There are also monitoring components for Prometheus and/or Grafana which 
can generate alerts based on metrics in a more complex way other than 
just visualization, but that perhaps is outside the scope of this 
thread. There are a number of tools for importing other system-level 
data into Prometheus, and it may be a good idea to investigate those 
other components to compliment or replace your existing monitoring 
systems if they do what you need. It is not trivial to learn - the query 
language is mostly unlike SQL, and there are quite a few ways to fail 
silently with what seem to be legitimate queries, but if you know the 
ground truth of one system you can start iteratively trying to draw 
graphs until you figure out the right way to do it.

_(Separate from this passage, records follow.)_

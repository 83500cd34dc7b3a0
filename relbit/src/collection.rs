//! Per-instance relationship collections and the changes staged against them.

use crate::error::AppError;
use crate::model::entity::RelationKind;
use crate::model::pivot::{PivotJoin, RelationKey};
use crate::value::EntityRef;
use std::fmt;

#[derive(Debug, Clone, Copy, PartialEq, Eq)]
pub enum CollectionState {
    Unloaded,
    Loading,
    Loaded,
}

/// A collection belongs to one owner row and one relationship identity. Subtypes sharing a
/// root share the key, so `SuperUser#1.privileges` and `User#1.privileges` are one collection.
#[derive(Debug, Clone, PartialEq, Eq, Hash)]
pub struct CollectionKey {
    pub owner_id: u64,
    pub relation: RelationKey,
}

impl CollectionKey {
    pub fn new(owner_id: u64, relation: RelationKey) -> Self {
        CollectionKey { owner_id, relation }
    }

    pub fn owner_root(&self) -> &str {
        &self.relation.owner_root
    }

    pub fn target_root(&self) -> &str {
        &self.relation.target_root
    }
}

impl fmt::Display for CollectionKey {
    fn fmt(&self, f: &mut fmt::Formatter<'_>) -> fmt::Result {
        write!(f, "{}#{}.{}", self.relation.owner_root, self.owner_id, self.relation.name)
    }
}

/// How members of a collection are stored.
#[derive(Debug, Clone, PartialEq, Eq)]
pub enum Link {
    /// Rows of a pivot table.
    Pivot(PivotJoin),
    /// The join column written by the many-to-one named `mapped_by` on the member side.
    JoinColumn { mapped_by: String, column: String },
}

#[derive(Debug, Clone)]
pub struct Collection {
    state: CollectionState,
    kind: RelationKind,
    link: Link,
    target: String,
    members: Vec<u64>,
}

impl Collection {
    /// `target` is the declared member type; members must be of it or a subtype.
    pub fn new(kind: RelationKind, link: Link, target: &str) -> Self {
        Collection { state: CollectionState::Unloaded, kind, link, target: target.to_string(), members: Vec::new() }
    }

    pub fn state(&self) -> CollectionState {
        self.state
    }

    pub fn kind(&self) -> RelationKind {
        self.kind
    }

    pub fn link(&self) -> &Link {
        &self.link
    }

    pub fn target(&self) -> &str {
        &self.target
    }

    pub fn pivot(&self) -> Option<&PivotJoin> {
        match &self.link {
            Link::Pivot(join) => Some(join),
            Link::JoinColumn { .. } => None,
        }
    }

    pub(crate) fn begin_load(&mut self, key: &CollectionKey) -> Result<(), AppError> {
        match self.state {
            CollectionState::Unloaded => {
                self.state = CollectionState::Loading;
                Ok(())
            }
            CollectionState::Loading => Err(AppError::Custom(format!("{key} is already being loaded"))),
            CollectionState::Loaded => Err(AppError::Custom(format!("{key} is already loaded"))),
        }
    }

    pub(crate) fn finish_load(&mut self, ids: impl IntoIterator<Item = u64>) {
        self.members.clear();
        for id in ids {
            self.insert(id);
        }
        self.state = CollectionState::Loaded;
    }

    /// Back to `Unloaded` after a failed read.
    pub(crate) fn abort_load(&mut self) {
        self.members.clear();
        self.state = CollectionState::Unloaded;
    }

    pub fn contains(&self, id: u64) -> bool {
        self.members.contains(&id)
    }

    /// Appends unless present; returns whether the member was new.
    pub(crate) fn insert(&mut self, id: u64) -> bool {
        if self.contains(id) {
            false
        } else {
            self.members.push(id);
            true
        }
    }

    pub(crate) fn remove(&mut self, id: u64) -> bool {
        let before = self.members.len();
        self.members.retain(|m| *m != id);
        before != self.members.len()
    }

    /// Member ids in insertion order. Every call starts from the first member.
    pub fn iter(&self) -> impl Iterator<Item = u64> + '_ {
        self.members.iter().copied()
    }

    pub fn len(&self) -> usize {
        self.members.len()
    }

    pub fn is_empty(&self) -> bool {
        self.members.is_empty()
    }
}

/// A unit-of-work entry. Pivot pairs are always in owning orientation.
#[derive(Debug, Clone, PartialEq, Eq)]
pub enum Change {
    Insert(EntityRef),
    Update(EntityRef),
    Delete(EntityRef),
    Link { table: String, owner: u64, target: u64 },
    Unlink { table: String, owner: u64, target: u64 },
}

impl Change {
    /// Position of the change inside a flushed batch.
    pub(crate) fn phase(&self) -> u8 {
        match self {
            Change::Insert(_) => 0,
            Change::Update(_) => 1,
            Change::Link { .. } | Change::Unlink { .. } => 2,
            Change::Delete(_) => 3,
        }
    }

    pub(crate) fn pair(&self) -> Option<(&str, u64, u64)> {
        match self {
            Change::Link { table, owner, target } | Change::Unlink { table, owner, target } => {
                Some((table.as_str(), *owner, *target))
            }
            _ => None,
        }
    }
}

impl fmt::Display for Change {
    fn fmt(&self, f: &mut fmt::Formatter<'_>) -> fmt::Result {
        match self {
            Change::Insert(e) => write!(f, "insert {e}"),
            Change::Update(e) => write!(f, "update {e}"),
            Change::Delete(e) => write!(f, "delete {e}"),
            Change::Link { table, owner, target } => write!(f, "link {table}({owner}, {target})"),
            Change::Unlink { table, owner, target } => write!(f, "unlink {table}({owner}, {target})"),
        }
    }
}

#[derive(Debug, Clone, Copy, PartialEq, Eq)]
pub enum ChangeStatus {
    Pending,
    Committed,
}

#[derive(Debug, Clone, PartialEq, Eq)]
pub struct Staged {
    pub change: Change,
    pub status: ChangeStatus,
}

impl Staged {
    pub fn pending(change: Change) -> Self {
        Staged { change, status: ChangeStatus::Pending }
    }
}

#[cfg(all(test, not(feature = "integration")))]
mod tests {
    use super::*;

    fn key() -> CollectionKey {
        CollectionKey::new(
            1,
            RelationKey { owner_root: "User".into(), name: "privileges".into(), target_root: "Privilege".into() },
        )
    }

    fn collection() -> Collection {
        Collection::new(
            RelationKind::OneToMany,
            Link::JoinColumn { mapped_by: "group".into(), column: "group_id".into() },
            "Privilege",
        )
    }

    #[test]
    fn load_walks_the_state_machine_once() {
        let mut c = collection();
        assert_eq!(c.state(), CollectionState::Unloaded);
        c.begin_load(&key()).unwrap();
        assert_eq!(c.state(), CollectionState::Loading);
        assert!(c.begin_load(&key()).is_err());
        c.finish_load([3, 1, 3]);
        assert_eq!(c.state(), CollectionState::Loaded);
        assert_eq!(c.iter().collect::<Vec<_>>(), vec![3, 1]);
        assert!(c.begin_load(&key()).is_err());
    }

    #[test]
    fn aborted_load_can_be_retried() {
        let mut c = collection();
        c.begin_load(&key()).unwrap();
        c.abort_load();
        assert_eq!(c.state(), CollectionState::Unloaded);
        c.begin_load(&key()).unwrap();
    }

    #[test]
    fn members_stay_unique_and_iteration_restarts() {
        let mut c = collection();
        c.finish_load([]);
        assert!(c.insert(5));
        assert!(!c.insert(5));
        assert!(c.insert(2));
        assert_eq!(c.iter().count(), 2);
        assert_eq!(c.iter().collect::<Vec<_>>(), vec![5, 2]);
        assert!(c.remove(5));
        assert!(!c.remove(5));
        assert_eq!(c.len(), 1);
    }

    #[test]
    fn changes_are_ordered_by_phase() {
        let mut changes = vec![
            Change::Delete(EntityRef::new("User", 1)),
            Change::Link { table: "privilege_user".into(), owner: 1, target: 2 },
            Change::Insert(EntityRef::new("User", 2)),
            Change::Update(EntityRef::new("User", 3)),
        ];
        changes.sort_by_key(Change::phase);
        assert!(matches!(changes[0], Change::Insert(_)));
        assert!(matches!(changes[3], Change::Delete(_)));
        assert_eq!(changes[2].pair(), Some(("privilege_user", 1, 2)));
    }
}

If there is interest, we can try to work on getting the exporter we 
wrote in a condition where it could be provided in the contrib 
directory. It uses the “push gateway” method, which is not ideal but 
does work well enough. (Note: “Prometheus Unbound” is also a novel 
by Percy Bysshe Shelley, which makes keyword searching for prior work on 
this a bit difficult, so apologies if someone has already done this 
project.  :-)


Prometheus overview:

To give an example of how a graph is built, this is the simplest query 
that I performed to get the component of the chart that generates the 
“A” QTYPE component line. I just cut/pasted this into a number of 
other queries in the same graph to create the other lines, replacing 
“A” with “AAA”, “MX”, etc.  This aggregates all of the 
Unbound servers I am running (I have many) with the “sum” command, 
then uses the “irate” command which shows change over time, with a 
time interval of 1 minute.

sum(irate(unbound_num_query_type_A[1m]))

I then specified that this is stacked chart, percentage-measured, with 
60% as the lower bound.  I could command-click any of the labels shown 
and they would disappear from the graph and it would be re-drawn without 
that statistic instantly. Alternately, I could click on just one of the 
labels and only that graph line would be shown, re-drawing instantly.

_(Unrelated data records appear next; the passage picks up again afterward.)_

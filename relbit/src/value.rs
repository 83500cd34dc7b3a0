use bincode::{Decode, Encode};
use serde::Serialize;
use std::collections::BTreeMap;
use std::fmt;

/// A single stored cell.
#[derive(Debug, Clone, PartialEq, Encode, Decode, Serialize)]
pub enum Value {
    Null,
    Bool(bool),
    Int(i64),
    Float(f64),
    Text(String),
    Id(u64),
}

impl Value {
    pub fn as_id(&self) -> Option<u64> {
        match self {
            Value::Id(id) => Some(*id),
            _ => None,
        }
    }

    pub fn as_text(&self) -> Option<&str> {
        match self {
            Value::Text(s) => Some(s),
            _ => None,
        }
    }

    pub fn is_null(&self) -> bool {
        matches!(self, Value::Null)
    }
}

impl fmt::Display for Value {
    fn fmt(&self, f: &mut fmt::Formatter<'_>) -> fmt::Result {
        match self {
            Value::Null => write!(f, "null"),
            Value::Bool(b) => write!(f, "{b}"),
            Value::Int(i) => write!(f, "{i}"),
            Value::Float(x) => write!(f, "{x}"),
            Value::Text(s) => write!(f, "'{s}'"),
            Value::Id(id) => write!(f, "#{id}"),
        }
    }
}

impl From<&str> for Value {
    fn from(s: &str) -> Self { Value::Text(s.to_string()) }
}
impl From<String> for Value {
    fn from(s: String) -> Self { Value::Text(s) }
}
impl From<i64> for Value {
    fn from(i: i64) -> Self { Value::Int(i) }
}
impl From<i32> for Value {
    fn from(i: i32) -> Self { Value::Int(i as i64) }
}
impl From<f64> for Value {
    fn from(x: f64) -> Self { Value::Float(x) }
}
impl From<bool> for Value {
    fn from(b: bool) -> Self { Value::Bool(b) }
}

/// Column name to value, ordered so encoded rows are deterministic.
pub type Row = BTreeMap<String, Value>;

/// A managed instance handle: concrete type plus id within the root table.
#[derive(Debug, Clone, PartialEq, Eq, Hash, PartialOrd, Ord)]
pub struct EntityRef {
    pub entity: String,
    pub id: u64,
}

impl EntityRef {
    pub fn new(entity: &str, id: u64) -> Self {
        EntityRef { entity: entity.to_string(), id }
    }
}

impl fmt::Display for EntityRef {
    fn fmt(&self, f: &mut fmt::Formatter<'_>) -> fmt::Result {
        write!(f, "{}#{}", self.entity, self.id)
    }
}

/// Initial values for `EntityManager::create`.
#[derive(Debug, Clone, Default)]
pub struct Values {
    pub(crate) properties: Vec<(String, Value)>,
    pub(crate) links: Vec<(String, EntityRef)>,
}

impl Values {
    pub fn new() -> Self {
        Self::default()
    }

    pub fn set(mut self, property: &str, value: impl Into<Value>) -> Self {
        self.properties.push((property.to_string(), value.into()));
        self
    }

    /// Points a many-to-one relation at `target`.
    pub fn link(mut self, relation: &str, target: &EntityRef) -> Self {
        self.links.push((relation.to_string(), target.clone()));
        self
    }
}

/// Equality filters combined with AND.
#[derive(Debug, Clone, Default)]
pub struct Criteria {
    pub(crate) filters: Vec<(String, Value)>,
}

impl Criteria {
    pub fn new() -> Self {
        Self::default()
    }

    pub fn eq(mut self, column: &str, value: impl Into<Value>) -> Self {
        self.filters.push((column.to_string(), value.into()));
        self
    }

    pub fn id(self, id: u64) -> Self {
        self.eq("id", Value::Id(id))
    }

    pub fn matches(&self, row: &Row) -> bool {
        self.filters.iter().all(|(column, expected)| row.get(column).unwrap_or(&Value::Null) == expected)
    }
}

#[cfg(all(test, not(feature = "integration")))]
mod tests {
    use super::*;

    #[test]
    fn criteria_matches_all_filters() {
        let mut row = Row::new();
        row.insert("id".into(), Value::Id(3));
        row.insert("name".into(), Value::from("group"));

        assert!(Criteria::new().matches(&row));
        assert!(Criteria::new().eq("name", "group").id(3).matches(&row));
        assert!(!Criteria::new().eq("name", "other").matches(&row));
        assert!(Criteria::new().eq("missing", Value::Null).matches(&row));
    }

    #[test]
    fn rows_encode_deterministically() {
        let mut a = Row::new();
        a.insert("b".into(), Value::Int(1));
        a.insert("a".into(), Value::from("x"));
        let mut b = Row::new();
        b.insert("a".into(), Value::from("x"));
        b.insert("b".into(), Value::Int(1));
        let cfg = bincode::config::standard();
        assert_eq!(bincode::encode_to_vec(&a, cfg).unwrap(), bincode::encode_to_vec(&b, cfg).unwrap());
    }
}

A more complex query, limiting to systems that are tagged with 
“prod” (vs. “dev”) and limiting to specific POPs is shown below.
The “env” and “loc” tags are made up by us, and the contents of 
those tags are set on the remote server before the metrics are 
collected.  This allows arbitrary tagging of each metric so that it is 
possible to filter (think of it as a modified “SELECT WHERE” 
statement.)  The $POP string specification (created by us, again another 
arbitrary tag name) is consumed by Grafana using a concept called 
“templates”, which puts a pull-down list at the top of the graph 
page with a list of all of the POPs we have.  I can then select one OR 
MORE POPs and the system will automatically aggregate all the data 
across all those metrics and display it. I could put other filters in 
here that would be parsed at the moment the graph is drawn.

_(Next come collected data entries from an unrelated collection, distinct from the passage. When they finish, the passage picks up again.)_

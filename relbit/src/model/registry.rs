use crate::error::AppError;
use crate::model::entity::{EntityDef, Property, PropertyType, RelationDef, RelationKind};
use crate::model::inheritance::{shared_declaration, Hierarchy, InheritanceGroup};
use crate::model::naming;
use crate::model::pivot;
use serde::Serialize;
use std::collections::{HashMap, HashSet};

/// Physical table shared by every member of one inheritance group.
#[derive(Debug, Clone, PartialEq, Eq, Serialize)]
pub struct TableDef {
    pub name: String,
    pub root: String,
    pub columns: Vec<String>,
    pub discriminator_column: Option<String>,
    pub unique_columns: Vec<String>,
    /// Columns with a secondary index: unique columns and many-to-one join columns.
    pub indexed_columns: Vec<String>,
}

impl TableDef {
    pub fn has_column(&self, column: &str) -> bool {
        self.columns.iter().any(|c| c == column)
    }
}

/// Accumulates declarations until `finalize`.
#[derive(Debug, Default)]
pub struct Registry {
    entities: Vec<EntityDef>,
}

impl Registry {
    pub fn new() -> Self {
        Self::default()
    }

    pub fn register(&mut self, entity: EntityDef) -> &mut Self {
        self.entities.push(entity);
        self
    }

    pub fn with(mut self, entity: EntityDef) -> Self {
        self.entities.push(entity);
        self
    }

    /// Closes registration. Every dangling, ambiguous or conflicting declaration is reported
    /// here rather than turning into a wrong schema later.
    pub fn finalize(self) -> Result<Metadata, AppError> {
        let entities = self.entities;
        let mut index = HashMap::with_capacity(entities.len());
        for (i, entity) in entities.iter().enumerate() {
            if index.insert(entity.name.clone(), i).is_some() {
                return Err(AppError::configuration(format!("entity {} registered twice", entity.name)));
            }
            check_member_names(entity)?;
        }

        let hierarchy = Hierarchy::build(&entities)?;
        let mut metadata = Metadata {
            entities,
            index,
            hierarchy,
            tables: HashMap::new(),
            effective: HashMap::new(),
            discriminator_values: HashMap::new(),
        };

        metadata.check_inheritance_declarations()?;
        metadata.check_targets()?;
        metadata.effective = metadata.compute_effective_relations()?;
        metadata.check_mapped_by()?;
        metadata.check_group_consistency()?;
        metadata.discriminator_values = metadata.assign_discriminator_values()?;
        metadata.tables = metadata.build_tables()?;
        pivot::check_pivot_tables(&metadata)?;
        Ok(metadata)
    }
}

sum(irate(unbound_num_query_type_A{env="prod",loc=~"$POP"}[1m]))

In summary: Once you start putting your monitoring data into a TSDB or 
TSDB-ish system like Prometheus (or InfluxDB, or OpenTSDB) and creating 
visualizations with Grafana, you will wonder how you possibly survived 
without it.  Even just using the most basic features is a huge win over 
older systems, in my opinion, and moving up into the automation methods 
and alerting methods as you get more experience is another win. If 
you’re looking for a short intro to Prometheus, see the following 
presentation from Monitorama 2015 by Jamie Wilkinson.

Video: https://vimeo.com/131581353
Slides: 
https://docs.google.com/presentation/d/1X1rKozAUuF2MVc1YXElFWq9wkcWv3Axdldl8LOH9Vik/edit#slide=id.ga150a40c0_0_193

If you’re looking for an introduction to Grafana, there are many - 
Google will be a better guide than I.